The problem: Each line in the records below that has the word "speaks" should be copied.

- Opening Delimiter -

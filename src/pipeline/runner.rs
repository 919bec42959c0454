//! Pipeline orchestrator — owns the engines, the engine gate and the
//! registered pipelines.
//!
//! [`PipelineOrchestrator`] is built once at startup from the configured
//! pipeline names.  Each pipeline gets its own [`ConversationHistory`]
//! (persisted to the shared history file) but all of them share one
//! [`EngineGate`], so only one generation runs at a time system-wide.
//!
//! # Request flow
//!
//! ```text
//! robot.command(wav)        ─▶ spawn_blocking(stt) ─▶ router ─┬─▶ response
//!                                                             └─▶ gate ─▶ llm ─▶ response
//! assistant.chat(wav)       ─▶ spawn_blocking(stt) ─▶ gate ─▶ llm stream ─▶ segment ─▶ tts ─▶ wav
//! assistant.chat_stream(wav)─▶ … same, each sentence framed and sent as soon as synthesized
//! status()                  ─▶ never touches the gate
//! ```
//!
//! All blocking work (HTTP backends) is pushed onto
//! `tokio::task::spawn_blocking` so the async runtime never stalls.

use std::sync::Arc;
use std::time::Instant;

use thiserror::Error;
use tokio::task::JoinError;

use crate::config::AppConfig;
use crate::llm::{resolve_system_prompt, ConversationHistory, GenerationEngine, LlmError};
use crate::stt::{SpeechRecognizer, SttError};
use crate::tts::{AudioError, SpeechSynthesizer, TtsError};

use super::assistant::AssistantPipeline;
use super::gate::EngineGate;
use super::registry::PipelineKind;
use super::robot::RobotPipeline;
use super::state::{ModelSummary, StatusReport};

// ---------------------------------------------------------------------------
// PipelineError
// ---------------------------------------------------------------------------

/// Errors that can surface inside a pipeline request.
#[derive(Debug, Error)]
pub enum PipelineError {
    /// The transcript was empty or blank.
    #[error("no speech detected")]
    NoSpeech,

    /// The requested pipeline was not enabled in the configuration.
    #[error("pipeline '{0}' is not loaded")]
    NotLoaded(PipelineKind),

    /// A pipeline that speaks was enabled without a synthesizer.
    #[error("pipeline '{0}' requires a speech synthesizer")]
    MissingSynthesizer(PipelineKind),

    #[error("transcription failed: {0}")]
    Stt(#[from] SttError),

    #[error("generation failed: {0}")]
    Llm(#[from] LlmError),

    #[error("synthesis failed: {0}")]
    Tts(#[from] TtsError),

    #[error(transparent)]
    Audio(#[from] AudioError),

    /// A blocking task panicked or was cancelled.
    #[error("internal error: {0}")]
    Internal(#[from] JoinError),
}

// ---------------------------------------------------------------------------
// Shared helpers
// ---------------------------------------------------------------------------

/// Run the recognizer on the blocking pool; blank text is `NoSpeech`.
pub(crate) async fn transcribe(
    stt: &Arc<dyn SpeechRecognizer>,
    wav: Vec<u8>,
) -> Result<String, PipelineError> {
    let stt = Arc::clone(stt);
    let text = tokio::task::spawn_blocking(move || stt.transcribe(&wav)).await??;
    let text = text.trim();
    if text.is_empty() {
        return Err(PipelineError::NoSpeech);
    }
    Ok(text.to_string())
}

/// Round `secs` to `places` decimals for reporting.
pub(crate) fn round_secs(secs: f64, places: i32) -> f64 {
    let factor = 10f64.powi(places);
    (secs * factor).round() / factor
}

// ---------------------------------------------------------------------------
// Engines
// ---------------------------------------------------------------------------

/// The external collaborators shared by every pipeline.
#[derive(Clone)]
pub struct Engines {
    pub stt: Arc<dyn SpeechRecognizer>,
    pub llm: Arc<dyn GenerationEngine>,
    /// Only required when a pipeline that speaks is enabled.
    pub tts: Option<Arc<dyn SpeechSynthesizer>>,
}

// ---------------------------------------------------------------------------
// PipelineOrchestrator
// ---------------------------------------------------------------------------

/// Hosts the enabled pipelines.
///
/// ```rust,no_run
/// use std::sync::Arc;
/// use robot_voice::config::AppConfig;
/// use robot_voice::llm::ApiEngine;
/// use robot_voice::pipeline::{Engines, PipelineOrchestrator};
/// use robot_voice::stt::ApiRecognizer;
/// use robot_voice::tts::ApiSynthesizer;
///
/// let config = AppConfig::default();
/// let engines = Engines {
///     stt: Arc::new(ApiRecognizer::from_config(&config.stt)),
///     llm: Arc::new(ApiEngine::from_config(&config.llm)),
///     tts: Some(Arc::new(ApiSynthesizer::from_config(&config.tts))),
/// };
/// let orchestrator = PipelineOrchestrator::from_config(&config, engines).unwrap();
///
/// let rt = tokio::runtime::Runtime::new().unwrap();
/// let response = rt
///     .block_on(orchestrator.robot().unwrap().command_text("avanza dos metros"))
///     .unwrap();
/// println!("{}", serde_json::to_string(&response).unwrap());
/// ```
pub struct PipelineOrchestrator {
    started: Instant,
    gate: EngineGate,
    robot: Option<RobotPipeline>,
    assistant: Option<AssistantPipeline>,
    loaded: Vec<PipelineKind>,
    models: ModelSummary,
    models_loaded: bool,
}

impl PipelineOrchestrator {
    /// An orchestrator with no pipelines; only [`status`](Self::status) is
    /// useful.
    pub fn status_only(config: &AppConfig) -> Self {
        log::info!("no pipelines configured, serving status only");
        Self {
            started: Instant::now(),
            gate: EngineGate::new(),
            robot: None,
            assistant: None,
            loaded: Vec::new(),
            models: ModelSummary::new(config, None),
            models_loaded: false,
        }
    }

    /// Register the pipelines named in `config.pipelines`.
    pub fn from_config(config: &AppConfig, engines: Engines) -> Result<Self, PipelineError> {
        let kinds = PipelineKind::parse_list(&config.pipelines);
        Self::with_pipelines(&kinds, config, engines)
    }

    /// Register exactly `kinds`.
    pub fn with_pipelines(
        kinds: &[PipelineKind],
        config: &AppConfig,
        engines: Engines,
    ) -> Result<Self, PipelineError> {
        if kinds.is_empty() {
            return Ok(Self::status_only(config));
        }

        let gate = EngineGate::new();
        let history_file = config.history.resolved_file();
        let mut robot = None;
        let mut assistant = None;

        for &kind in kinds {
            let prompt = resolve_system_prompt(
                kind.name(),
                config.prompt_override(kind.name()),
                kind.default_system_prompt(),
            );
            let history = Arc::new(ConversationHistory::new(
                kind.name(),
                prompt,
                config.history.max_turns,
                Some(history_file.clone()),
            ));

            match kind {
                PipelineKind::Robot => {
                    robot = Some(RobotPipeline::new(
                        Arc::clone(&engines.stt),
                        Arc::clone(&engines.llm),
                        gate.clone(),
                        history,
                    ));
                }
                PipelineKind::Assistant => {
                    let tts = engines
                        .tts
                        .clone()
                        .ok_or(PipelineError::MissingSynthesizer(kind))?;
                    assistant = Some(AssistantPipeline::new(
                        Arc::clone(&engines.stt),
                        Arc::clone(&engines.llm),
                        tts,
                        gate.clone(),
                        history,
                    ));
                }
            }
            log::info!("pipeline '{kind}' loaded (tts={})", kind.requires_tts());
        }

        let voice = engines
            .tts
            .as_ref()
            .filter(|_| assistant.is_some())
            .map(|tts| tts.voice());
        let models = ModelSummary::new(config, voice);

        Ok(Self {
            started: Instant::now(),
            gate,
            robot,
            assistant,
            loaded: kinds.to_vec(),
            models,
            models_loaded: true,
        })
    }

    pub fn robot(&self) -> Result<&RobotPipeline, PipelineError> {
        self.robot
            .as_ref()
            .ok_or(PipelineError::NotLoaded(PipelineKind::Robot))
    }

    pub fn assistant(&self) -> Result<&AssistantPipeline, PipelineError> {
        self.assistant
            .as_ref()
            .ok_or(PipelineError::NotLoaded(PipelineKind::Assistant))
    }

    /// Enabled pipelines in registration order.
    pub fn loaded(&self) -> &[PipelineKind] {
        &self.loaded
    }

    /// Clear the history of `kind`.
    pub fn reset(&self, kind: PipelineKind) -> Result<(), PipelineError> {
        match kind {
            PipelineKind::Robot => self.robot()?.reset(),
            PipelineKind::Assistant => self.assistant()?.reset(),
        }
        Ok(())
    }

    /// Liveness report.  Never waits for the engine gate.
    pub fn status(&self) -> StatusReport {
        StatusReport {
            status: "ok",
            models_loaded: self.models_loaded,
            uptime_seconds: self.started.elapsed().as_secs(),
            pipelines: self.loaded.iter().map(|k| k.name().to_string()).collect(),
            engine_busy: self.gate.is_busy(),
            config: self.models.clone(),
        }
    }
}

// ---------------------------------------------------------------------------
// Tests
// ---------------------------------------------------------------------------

- Closing Delimiter -

Response area:
    /// A pipeline that speaks was enabled without a synthesizer.
    /// Only required when a pipeline that speaks is enabled.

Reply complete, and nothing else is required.